Each entry is to be output precisely as it appears.
== Provided data ==
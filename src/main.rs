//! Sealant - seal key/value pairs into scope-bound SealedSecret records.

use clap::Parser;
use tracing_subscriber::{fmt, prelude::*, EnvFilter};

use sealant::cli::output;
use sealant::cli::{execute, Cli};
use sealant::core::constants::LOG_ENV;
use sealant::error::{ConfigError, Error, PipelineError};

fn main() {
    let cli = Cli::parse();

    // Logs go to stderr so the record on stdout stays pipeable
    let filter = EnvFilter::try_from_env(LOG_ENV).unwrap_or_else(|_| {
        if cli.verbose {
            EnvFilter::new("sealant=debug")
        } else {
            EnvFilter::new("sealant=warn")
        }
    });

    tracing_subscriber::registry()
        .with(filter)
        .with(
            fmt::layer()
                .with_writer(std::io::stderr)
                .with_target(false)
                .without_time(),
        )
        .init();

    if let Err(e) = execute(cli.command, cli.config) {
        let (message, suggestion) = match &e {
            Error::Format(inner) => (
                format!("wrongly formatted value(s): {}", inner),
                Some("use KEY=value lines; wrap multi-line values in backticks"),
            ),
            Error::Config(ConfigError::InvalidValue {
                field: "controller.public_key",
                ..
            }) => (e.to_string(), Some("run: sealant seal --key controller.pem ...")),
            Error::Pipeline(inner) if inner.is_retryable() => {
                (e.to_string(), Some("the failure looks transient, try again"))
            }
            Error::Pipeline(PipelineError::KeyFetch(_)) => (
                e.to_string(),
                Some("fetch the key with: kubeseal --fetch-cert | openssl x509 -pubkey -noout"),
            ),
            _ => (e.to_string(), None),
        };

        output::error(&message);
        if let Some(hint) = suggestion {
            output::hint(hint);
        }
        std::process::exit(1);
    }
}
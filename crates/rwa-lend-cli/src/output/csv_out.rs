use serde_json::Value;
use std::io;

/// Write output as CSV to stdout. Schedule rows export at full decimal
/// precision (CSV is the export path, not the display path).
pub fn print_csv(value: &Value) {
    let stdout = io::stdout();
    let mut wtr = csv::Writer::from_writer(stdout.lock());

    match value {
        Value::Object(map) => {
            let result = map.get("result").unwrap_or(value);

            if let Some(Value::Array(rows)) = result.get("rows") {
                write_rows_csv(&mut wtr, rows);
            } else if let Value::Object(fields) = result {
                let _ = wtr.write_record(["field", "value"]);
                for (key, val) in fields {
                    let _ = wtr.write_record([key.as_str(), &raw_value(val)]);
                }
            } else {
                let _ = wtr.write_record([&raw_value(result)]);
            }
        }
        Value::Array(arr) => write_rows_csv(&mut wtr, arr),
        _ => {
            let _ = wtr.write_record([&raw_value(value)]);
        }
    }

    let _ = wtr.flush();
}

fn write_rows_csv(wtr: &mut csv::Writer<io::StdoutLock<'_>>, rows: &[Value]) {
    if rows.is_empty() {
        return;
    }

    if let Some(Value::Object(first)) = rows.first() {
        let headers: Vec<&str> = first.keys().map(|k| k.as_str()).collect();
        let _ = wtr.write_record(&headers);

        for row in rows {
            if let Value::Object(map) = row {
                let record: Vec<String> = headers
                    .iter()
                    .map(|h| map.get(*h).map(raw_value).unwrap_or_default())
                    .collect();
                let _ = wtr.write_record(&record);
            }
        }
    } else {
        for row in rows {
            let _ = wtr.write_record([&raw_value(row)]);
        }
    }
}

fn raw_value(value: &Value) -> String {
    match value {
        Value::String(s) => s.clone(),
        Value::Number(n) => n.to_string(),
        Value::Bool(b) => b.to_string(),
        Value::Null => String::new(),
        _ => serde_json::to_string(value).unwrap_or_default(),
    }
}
===
§ Finished task:
filename src/main.rs
//! Sealant - seal key/value pairs into scope-bound SealedSecret records.

use clap::Parser;
use tracing_subscriber::{fmt, prelude::*, EnvFilter};

use sealant::cli::output;
use sealant::cli::{execute, Cli};
use sealant::core::constants::LOG_ENV;
use sealant::error::{ConfigError, Error, PipelineError};

fn main() {
    let cli = Cli::parse();

    // Logs go to stderr so the record on stdout stays pipeable
    let filter = EnvFilter::try_from_env(LOG_ENV).unwrap_or_else(|_| {
        if cli.verbose {
            EnvFilter::new("sealant=debug")
        } else {
            EnvFilter::new("sealant=warn")
        }
    });

    tracing_subscriber::registry()
        .with(filter)
        .with(
            fmt::layer()
                .with_writer(std::io::stderr)
                .with_target(false)
                .without_time(),
        )
        .init();

    if let Err(e) = execute(cli.command, cli.config) {
        let (message, suggestion) = match &e {
            Error::Format(inner) => (
                format!("wrongly formatted value(s): {}", inner),
                Some("use KEY=value lines; wrap multi-line values in backticks"),
            ),
            Error::Config(ConfigError::InvalidValue {
                field: "controller.public_key",
                ..
            }) => (e.to_string(), Some("run: sealant seal --key controller.pem ...")),
            Error::Pipeline(inner) if inner.is_retryable() => {
                (e.to_string(), Some("the failure looks transient, try again"))
            }
            Error::Pipeline(PipelineError::KeyFetch(_)) => (
                e.to_string(),
                Some("fetch the key with: kubeseal --fetch-cert | openssl x509 -pubkey -noout"),
            ),
            _ => (e.to_string(), None),
        };

        output::error(&message);
        if let Some(hint) = suggestion {
            output::hint(hint);
        }
        std::process::exit(1);
    }
}
filename crates/rwa-lend-cli/src/output/csv_out.rs
use serde_json::Value;
use std::io;

/// Write output as CSV to stdout. Schedule rows export at full decimal
/// precision (CSV is the export path, not the display path).
pub fn print_csv(value: &Value) {
    let stdout = io::stdout();
    let mut wtr = csv::Writer::from_writer(stdout.lock());

    match value {
        Value::Object(map) => {
            let result = map.get("result").unwrap_or(value);

            if let Some(Value::Array(rows)) = result.get("rows") {
                write_rows_csv(&mut wtr, rows);
            } else if let Value::Object(fields) = result {
                let _ = wtr.write_record(["field", "value"]);
                for (key, val) in fields {
                    let _ = wtr.write_record([key.as_str(), &raw_value(val)]);
                }
            } else {
                let _ = wtr.write_record([&raw_value(result)]);
            }
        }
        Value::Array(arr) => write_rows_csv(&mut wtr, arr),
        _ => {
            let _ = wtr.write_record([&raw_value(value)]);
        }
    }

    let _ = wtr.flush();
}

fn write_rows_csv(wtr: &mut csv::Writer<io::StdoutLock<'_>>, rows: &[Value]) {
    if rows.is_empty() {
        return;
    }

    if let Some(Value::Object(first)) = rows.first() {
        let headers: Vec<&str> = first.keys().map(|k| k.as_str()).collect();
        let _ = wtr.write_record(&headers);

        for row in rows {
            if let Value::Object(map) = row {
                let record: Vec<String> = headers
                    .iter()
                    .map(|h| map.get(*h).map(raw_value).unwrap_or_default())
                    .collect();
                let _ = wtr.write_record(&record);
            }
        }
    } else {
        for row in rows {
            let _ = wtr.write_record([&raw_value(row)]);
        }
    }
}

fn raw_value(value: &Value) -> String {
    match value {
        Value::String(s) => s.clone(),
        Value::Number(n) => n.to_string(),
        Value::Bool(b) => b.to_string(),
        Value::Null => String::new(),
        _ => serde_json::to_string(value).unwrap_or_default(),
    }
}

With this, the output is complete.